They acknowledge Lanez’s own defense expert testified that his findings regarding the DNA not being inclusive or exclusive for Lanez “did not inherently differ from that of the state’s expert.” But they pointed out that the defense expert stated it would have been standard to take a DNA sample from everyone at the scene, which police didn’t do.
The motion also says the DNA testing methods used didn’t comply with industry standards, so the expert testimony was oversimplified and allowed prosecutors to portray the DNA evidence “as being heavily inculpatory” against Lanez.
“Contrary to the prosecution’s position, analysis under the appropriate and established quantitive standards would have shown that Defendant was no more likely than most other black men in the population to have been a contributor to the profile,” according to the motion. “It was inappropriate for any comparative and qualitative conclusions to have been reached based on the evidence available to the State’s experts.”
The motion raises questions about the quality of Holley’s pre-trial work for Lanez, saying the defense’s DNA expert “failed to ever memorialize any of these findings in any formal report or documentary form.” The expert “was never asked to produce a report on the issue of DNA in advance of the trial,” so nothing was available to present to the jury “to clarify the true weight of the DNA evidence.”
The motion says the issues surrounding the DNA evidence means it never should have been used in trial because it was “unduly prejudicial.”
“While, of course, no misleading evidence should be presented to the jury, if any misleading evidence is presented, it certainly should not be DNA evidence given the high value placed upon it by jurors, as occurred in the instant matter,” according to the motion.
Lanez’s Tupac-inspired AK-47 chest tattoo
As of Jan. 1, 2023, California law prohibits rap lyrics and other creative expressions from being used as character evidence against criminal defendants.
Lanez’s motion acknowledges he was convicted nine days before the law took effect, but it argues he still “was deprived of the due process safeguards” afforded by it because prosecutors implied he had a criminal propensity because of his artistic persona as a gangster rapper.
It asks Judge Herriford to do something novel under the new law — deem Lanez’s tattoos a form of creative expression that jurors shouldn’t have been allowed to see.
“As indicated in the statutory notes, the legislative intent behind the new framework is to ensure artists, particularly rap artists, are not criminalized based on evidence of creative expression that plays up stereotypes and racial bias,” according to the motion.
At issue is a photo of a shirtless Lanez at a Los Angeles police station after his arrest on a gun charge following the July 12, 2020 shooting. He’s wearing shorts embroidered with “rest in peace,” and his upper body is covered in tattoos, including an assault rifle in the middle of his chest.

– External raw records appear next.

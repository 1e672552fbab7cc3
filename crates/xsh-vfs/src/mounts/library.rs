use std::path::Path;

use tracing::warn;

use crate::error::{VfsError, VfsResult};
use crate::node::{LibraryState, NodeKind};
use crate::vfs::{MountKind, Vfs};

/// Opens a shared object and mounts it at `vfs_path` (§4.2). Symbol
/// enumeration is best effort: `libloading` gives us open/close and
/// `Symbol` lookup by name but no portable symbol-table walk, so an
/// unopenable library — or one we can't enumerate — simply leaves an empty
/// children map rather than failing the mount.
pub fn mount_library(vfs: &mut Vfs, host_path: &Path, vfs_path: &str, ovl: u32) -> VfsResult<()> {
    if !vfs.mount_allowed {
        return Err(VfsError::MountDenied);
    }
    let loaded = unsafe { libloading::Library::new(host_path) };
    let ok = match loaded {
        Ok(lib) => {
            // Drop immediately: we don't keep the handle resident between
            // calls since symbol listing isn't supported without parsing
            // the object file ourselves.
            drop(lib);
            true
        }
        Err(err) => {
            warn!(path = %host_path.display(), %err, "failed to open shared library for mount");
            false
        }
    };
    let (parent, name) = crate::path::parent_and_name(vfs_path)?;
    vfs.add_node(&parent, name, NodeKind::Library(LibraryState { host_path: host_path.to_owned(), loaded: ok }), ovl)?;
    vfs.register_mount(vfs_path, host_path.display().to_string(), MountKind::Library);
    Ok(())
}

/// Attaches a resolved symbol as a `LibrarySymbol` leaf whose `read` yields
/// `signature`. Exposed for callers that *do* have out-of-band symbol
/// information (e.g. a `.def` file or debug metadata) to populate it.
pub fn add_symbol(vfs: &mut Vfs, library_path: &str, symbol: &str, signature: String, ovl: u32) -> VfsResult<()> {
    vfs.add_node(library_path, symbol, NodeKind::LibrarySymbol(signature), ovl)?;
    Ok(())
}

/// Unloads the library's mount record; the loaded symbol itself has no
/// lingering resources since [`mount_library`] never retains the handle.
pub fn unload(vfs: &mut Vfs, vfs_path: &str) {
    vfs.unmount(vfs_path);
}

The photo was entered as evidence during the testimony of Los Angeles police Officer Sandra Cabral regarding the gunshot residue tests conducted on Lanez as well as Harris and Lanez’s driver, Jaquan Smith. Photos of Harris and Smith were entered as evidence, too, but Lanez’s motion argues their photos “cannot earnestly be seen from the ‘same vantage point’” when only Lanez is facing criminal charges.

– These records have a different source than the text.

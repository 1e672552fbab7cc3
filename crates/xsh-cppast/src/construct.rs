use xsh_vfs::{CppAstKind, NodeId, NodeKind, Vfs};

use crate::error::{CppAstError, CppAstResult};

/// Expression shape accepted by the construction API; each variant
/// materializes into the matching [`CppAstKind`] expression node (§3.4).
#[derive(Debug, Clone)]
pub enum ExprSpec {
    Id(String),
    Str(String),
    Int(i64),
    Call { func: String, args: Vec<ExprSpec> },
    BinOp { op: String, a: Box<ExprSpec>, b: Box<ExprSpec> },
    StreamOut(Vec<ExprSpec>),
    Raw(String),
    /// `std::endl`, used inside `StreamOut` chains.
    Endl,
}

fn next_child_name(vfs: &Vfs, ovl: u32, dir: NodeId) -> CppAstResult<String> {
    let node = vfs.node(ovl, dir)?;
    Ok(node.children.len().to_string())
}

fn materialize_expr(vfs: &mut Vfs, dir: &str, name: &str, expr: ExprSpec, ovl: u32) -> CppAstResult<NodeId> {
    let id = match expr {
        ExprSpec::Id(id) => vfs.add_node(dir, name, NodeKind::CppAst(CppAstKind::Id { id }), ovl)?,
        ExprSpec::Str(value) => vfs.add_node(dir, name, NodeKind::CppAst(CppAstKind::StringLit { value }), ovl)?,
        ExprSpec::Int(value) => vfs.add_node(dir, name, NodeKind::CppAst(CppAstKind::IntLit { value }), ovl)?,
        ExprSpec::Endl => vfs.add_node(dir, name, NodeKind::CppAst(CppAstKind::RawExpr { text: "std::endl".into() }), ovl)?,
        ExprSpec::Raw(text) => vfs.add_node(dir, name, NodeKind::CppAst(CppAstKind::RawExpr { text }), ovl)?,
        ExprSpec::Call { func, args } => {
            let id = vfs.add_node(dir, name, NodeKind::CppAst(CppAstKind::Call), ovl)?;
            let node_path = format!("{}/{}", dir.trim_end_matches('/'), name);
            materialize_expr(vfs, &node_path, "fn", ExprSpec::Id(func), ovl)?;
            for (i, arg) in args.into_iter().enumerate() {
                materialize_expr(vfs, &node_path, &format!("arg{i}"), arg, ovl)?;
            }
            id
        }
        ExprSpec::BinOp { op, a, b } => {
            let id = vfs.add_node(dir, name, NodeKind::CppAst(CppAstKind::BinOp { op }), ovl)?;
            let node_path = format!("{}/{}", dir.trim_end_matches('/'), name);
            materialize_expr(vfs, &node_path, "a", *a, ovl)?;
            materialize_expr(vfs, &node_path, "b", *b, ovl)?;
            id
        }
        ExprSpec::StreamOut(chain) => {
            let id = vfs.add_node(dir, name, NodeKind::CppAst(CppAstKind::StreamOut), ovl)?;
            let node_path = format!("{}/{}", dir.trim_end_matches('/'), name);
            for (i, part) in chain.into_iter().enumerate() {
                materialize_expr(vfs, &node_path, &format!("part{i}"), part, ovl)?;
            }
            id
        }
    };
    Ok(id)
}

/// `cpp.tu` — creates an empty `TranslationUnit` directory at `path`.
pub fn make_tu(vfs: &mut Vfs, path: &str, ovl: u32) -> CppAstResult<NodeId> {
    let (dir, name) = xsh_vfs::path::parent_and_name(path)?;
    Ok(vfs.add_node(&dir, name, NodeKind::CppAst(CppAstKind::TranslationUnit), ovl)?)
}

/// `cpp.include` — appends an `#include` to the translation unit.
pub fn add_include(vfs: &mut Vfs, tu_path: &str, header: &str, angled: bool, ovl: u32) -> CppAstResult<NodeId> {
    let tu = vfs.resolve_for_overlay(tu_path, ovl)?;
    let name = next_child_name(vfs, ovl, tu)?;
    Ok(vfs.add_node(tu_path, &name, NodeKind::CppAst(CppAstKind::Include { header: header.to_owned(), angled }), ovl)?)
}

/// `cpp.func` — appends a function to the translation unit, along with its
/// (initially empty) `body` `Compound` child.
pub fn add_function(vfs: &mut Vfs, tu_path: &str, return_type: &str, name: &str, ovl: u32) -> CppAstResult<NodeId> {
    let func_id = vfs.add_node(
        tu_path,
        name,
        NodeKind::CppAst(CppAstKind::Function { return_type: return_type.to_owned(), name: name.to_owned(), params: Vec::new() }),
        ovl,
    )?;
    let func_path = format!("{}/{}", tu_path.trim_end_matches('/'), name);
    vfs.add_node(&func_path, "body", NodeKind::CppAst(CppAstKind::Compound), ovl)?;
    Ok(func_id)
}

/// `cpp.param` — appends a parameter to a previously-created function.
pub fn add_param(vfs: &mut Vfs, func_path: &str, ty: &str, name: &str, ovl: u32) -> CppAstResult<()> {
    let func_id = vfs.resolve_for_overlay(func_path, ovl)?;
    let node = vfs.node_mut(ovl, func_id)?;
    match &mut node.kind {
        NodeKind::CppAst(CppAstKind::Function { params, .. }) => {
            params.push((ty.to_owned(), name.to_owned()));
            Ok(())
        }
        _ => Err(CppAstError::UnexpectedKind { path: func_path.to_owned(), expected: "Function" }),
    }
}

fn compound_append(vfs: &mut Vfs, compound_path: &str, kind: CppAstKind, ovl: u32) -> CppAstResult<(NodeId, String)> {
    let compound_id = vfs.resolve_for_overlay(compound_path, ovl)?;
    let name = next_child_name(vfs, ovl, compound_id)?;
    let id = vfs.add_node(compound_path, &name, NodeKind::CppAst(kind), ovl)?;
    Ok((id, name))
}

/// `cpp.stmt` — appends a raw, verbatim statement.
pub fn add_raw_stmt(vfs: &mut Vfs, compound_path: &str, text: &str, ovl: u32) -> CppAstResult<NodeId> {
    Ok(compound_append(vfs, compound_path, CppAstKind::RawStmt { text: text.to_owned() }, ovl)?.0)
}

/// `cpp.vardecl` — appends a variable declaration, with or without an
/// initializer.
pub fn add_vardecl(vfs: &mut Vfs, compound_path: &str, ty: &str, name: &str, init: Option<&str>, ovl: u32) -> CppAstResult<NodeId> {
    let kind = CppAstKind::VarDecl { ty: ty.to_owned(), name: name.to_owned(), init: init.map(str::to_owned), has_init: init.is_some() };
    Ok(compound_append(vfs, compound_path, kind, ovl)?.0)
}

/// `cpp.return` — appends `return <expr>;`.
pub fn add_return(vfs: &mut Vfs, compound_path: &str, expr: Option<ExprSpec>, ovl: u32) -> CppAstResult<NodeId> {
    let (id, name) = compound_append(vfs, compound_path, CppAstKind::Return { has_expr: expr.is_some() }, ovl)?;
    if let Some(expr) = expr {
        let stmt_path = format!("{}/{}", compound_path.trim_end_matches('/'), name);
        materialize_expr(vfs, &stmt_path, "expr", expr, ovl)?;
    }
    Ok(id)
}

/// `cpp.returni` — convenience for `return <int literal>;`.
pub fn add_return_int(vfs: &mut Vfs, compound_path: &str, value: i64, ovl: u32) -> CppAstResult<NodeId> {
    add_return(vfs, compound_path, Some(ExprSpec::Int(value)), ovl)
}

/// `cpp.expr` — appends an expression statement.
pub fn add_expr_stmt(vfs: &mut Vfs, compound_path: &str, expr: ExprSpec, ovl: u32) -> CppAstResult<NodeId> {
    let (id, name) = compound_append(vfs, compound_path, CppAstKind::ExprStmt, ovl)?;
    let stmt_path = format!("{}/{}", compound_path.trim_end_matches('/'), name);
    materialize_expr(vfs, &stmt_path, "expr", expr, ovl)?;
    Ok(id)
}

/// `cpp.print` — convenience for `std::cout << ... << std::endl;`.
pub fn add_print(vfs: &mut Vfs, compound_path: &str, parts: Vec<ExprSpec>, ovl: u32) -> CppAstResult<NodeId> {
    let mut chain = vec![ExprSpec::Id("std::cout".into())];
    chain.extend(parts);
    chain.push(ExprSpec::Endl);
    add_expr_stmt(vfs, compound_path, ExprSpec::StreamOut(chain), ovl)
}

/// `cpp.rangefor` — appends a range-based `for`, with its own `body`
/// `Compound` child.
pub fn add_rangefor(vfs: &mut Vfs, compound_path: &str, decl: &str, range: &str, ovl: u32) -> CppAstResult<NodeId> {
    let (id, name) = compound_append(vfs, compound_path, CppAstKind::RangeFor { decl: decl.to_owned(), range: range.to_owned() }, ovl)?;
    let stmt_path = format!("{}/{}", compound_path.trim_end_matches('/'), name);
    vfs.add_node(&stmt_path, "body", NodeKind::CppAst(CppAstKind::Compound), ovl)?;
    Ok(id)
}

#[cfg(test)]
mod tests {
    use super::*;

    #[test]
    fn builds_translation_unit_with_main() {
        let mut vfs = Vfs::new();
        make_tu(&mut vfs, "/cpp/tu", 0).unwrap();
        add_include(&mut vfs, "/cpp/tu", "iostream", true, 0).unwrap();
        add_function(&mut vfs, "/cpp/tu", "int", "main", 0).unwrap();
        add_print(&mut vfs, "/cpp/tu/main/body", vec![ExprSpec::Str("Hello".into())], 0).unwrap();
        add_return_int(&mut vfs, "/cpp/tu/main/body", 0, 0).unwrap();

        let body = vfs.resolve_for_overlay("/cpp/tu/main/body", 0).unwrap();
        assert_eq!(vfs.node(0, body).unwrap().children.len(), 2);
    }
}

“Accordingly the statutory framework and its underlying public policy support a finding that Defendant’s tattoos constitute a form of creative expression under Evidence Code section 352.2,” according to the motion, referring to the new law. “Moreover, the prosecution weaponized Defendant’s gun tattoo against him — both literally and figuratively — in including it at trial,” the motion continues, calling Lanez’s photo “racialized character evidence.”
It references prosecutors asking Eric Culberson, Megan’s former stylist, “Do you see the big gun that Tory has tattooed on the center of his chest?” arguing the tattoo was neither big nor relevant.
The motions says the tattoo matches the AK-47 tattoo that Tupac had on his chest, “thus the meaning behind Defendant’s tattoo is quite the opposite of the meaning prosecutors designated to it and which jurors perceived.”
The butcher scenes in Lanez’s ‘CAP’ music video
The motion also cites Megan’s testifying on Dec. 13, “I got to watch Tory drop music videos chopping up horse legs and people laughing at it, like that’s OK.”
She was referring to the video for Lanez’s song “CAP,” which features the rapper posing as a butcher and chopping bloodied horse legs.
(Warning: The video below contains explicit content.)
The motion also implies the video is not a reference to Megan, saying Megan’s testimony was “inferring any references to stallions or horses may be associated with her.” Her testimony “poisoned the proceedings by directing the jury to infer that if Defendant was ‘chopping up horse legs’ in a music video, he was violent enough to shoot her.”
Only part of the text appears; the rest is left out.